Once Irene settled down with a magazine in a chair beside the operation chair, that Sera was sitting in, Sera looked around again at the creepy office equipment that was required for artificial insemination. She had never imagined having her first child this way. She felt a little guilty about it.
She had never tried to have a baby with a man, but she didn’t think she would have had any trouble. There were lots of women who couldn’t have a baby on their own who would probably resent the fact that she was capable and would probably feel like she was just doing it because she wanted to cut out the middle man. They were partially right about wanting to cut out the middle man part.
Men made everything so much more complicated than it needed to be. With this procedure, she could have the baby she wanted without worrying about how the man would be as a fath
er. Would he stay around? Would the child have issues if they separated? This way, the man was never involved and couldn’t cause trouble. The only problem was, since she didn’t have a man and she didn’t have a family, she didn’t have a support team rallying behind her.
She’d always heard that children raised with more adults around did better. So, when Irene had not only volunteered but been thrilled with the idea of playing her support team, she was relieved. She was a very independent woman and felt that she could have managed fine on her own, but it felt good to have someone backing her, especially someone who was just as happy about the prospect of a baby as she was. Men never seemed to be as happy about babies as the women around them were.

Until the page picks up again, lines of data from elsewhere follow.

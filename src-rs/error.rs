use std::time::Duration;

use thiserror::Error;

use crate::llm::ProviderError;

/// Failure of a single HTTP call against an external provider.
#[derive(Debug, Clone, Error)]
pub enum ClientError {
    #[error("http {status}: {body}")]
    Http { status: u16, body: String },

    #[error("network error: {0}")]
    Network(String),

    #[error("request timed out after {0:?}")]
    Timeout(Duration),

    #[error("could not decode response: {0}")]
    Decode(String),

    #[error("provider error {code}: {message}")]
    Provider { code: i64, message: String },

    #[error("invalid request: {0}")]
    InvalidRequest(String),
}

impl ClientError {
    /// Network errors, timeouts, 429 and 5xx are worth another attempt.
    pub fn is_transient(&self) -> bool {
        match self {
            ClientError::Network(_) | ClientError::Timeout(_) => true,
            ClientError::Http { status, .. } => *status == 429 || *status >= 500,
            _ => false,
        }
    }

    pub fn from_reqwest(err: reqwest::Error, timeout: Duration) -> Self {
        if err.is_timeout() {
            ClientError::Timeout(timeout)
        } else if err.is_decode() {
            ClientError::Decode(err.to_string())
        } else {
            ClientError::Network(err.to_string())
        }
    }
}

/// Errors raised by the tool registry.
#[derive(Debug, Error)]
pub enum ToolError {
    #[error("unknown tool: {0}")]
    UnknownTool(String),

    #[error("schema violation in {tool}: {reason}")]
    SchemaViolation { tool: String, reason: String },

    #[error("tool {tool} failed: {source}")]
    ToolExecution {
        tool: String,
        #[source]
        source: ClientError,
    },

    #[error("invalid registration: {0}")]
    Registration(String),
}

impl ToolError {
    pub fn schema(tool: &str, reason: impl Into<String>) -> Self {
        ToolError::SchemaViolation {
            tool: tool.to_string(),
            reason: reason.into(),
        }
    }

    pub fn execution(tool: &str, source: ClientError) -> Self {
        ToolError::ToolExecution {
            tool: tool.to_string(),
            source,
        }
    }
}

/// Errors that end an orchestration session.
#[derive(Debug, Error)]
pub enum SessionError {
    #[error(transparent)]
    Tool(#[from] ToolError),

    #[error("{tool} needs a {needed} returned earlier in this session, got {value:?}")]
    MissingDependency {
        tool: String,
        needed: String,
        value: String,
    },

    #[error("session budget exceeded: {0}")]
    SessionBudgetExceeded(String),

    #[error("planner failed: {0}")]
    Planner(#[from] ProviderError),

    #[error("session timed out after {0:?}")]
    Timeout(Duration),

    #[error("invalid session transition from {from} to {to}")]
    InvalidTransition { from: String, to: String },

    #[error("invalid request: {0}")]
    InvalidRequest(String),
}

#[derive(Debug, Error)]
pub enum ConfigError {
    #[error("missing required credential {0}")]
    MissingCredential(String),

    #[error("invalid value for {key}: {value:?}")]
    Invalid { key: String, value: String },

    #[error("llm setup failed: {0}")]
    Llm(String),

    #[error("client setup failed: {0}")]
    Client(String),

    #[error("tool registration failed: {0}")]
    Tools(#[source] ToolError),
}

So, it was good that Irene had decided to be a part of the process. She was great moral support, and the mother she didn’t have to tell her about all the experiences of motherhood firsthand. And, although the excitement Irene elicited at the moment made her more nervous, it also bolstered her courage. She had gotten through three pregnancies, and she was fit as a fiddle, which led her to believe Sera would be just fine as well, even though she wasn’t getting pregnant the traditional way.
It wasn’t as if she had any other options, though, besides the one that Irene offered. She had grudgingly admitted to herself that she hadn’t had any relationships, serious or otherwise in years. And since answering the newspaper ad and meeting Irene, they had become fast friends. She hadn’t realized how much she had missed the company of another person, of another woman. Yes, she had friends, but they were all vested in their family lives, something she didn’t have. And Irene had come to treat her like a daughter in law. She tried to tell herself that she wasn’t in this alone. Irene was with her. And a woman was much better company than a man anyway. She had been supportive from the beginning, where most men seemed to freak at out the news of an impending baby and a determent to their sexual appetites.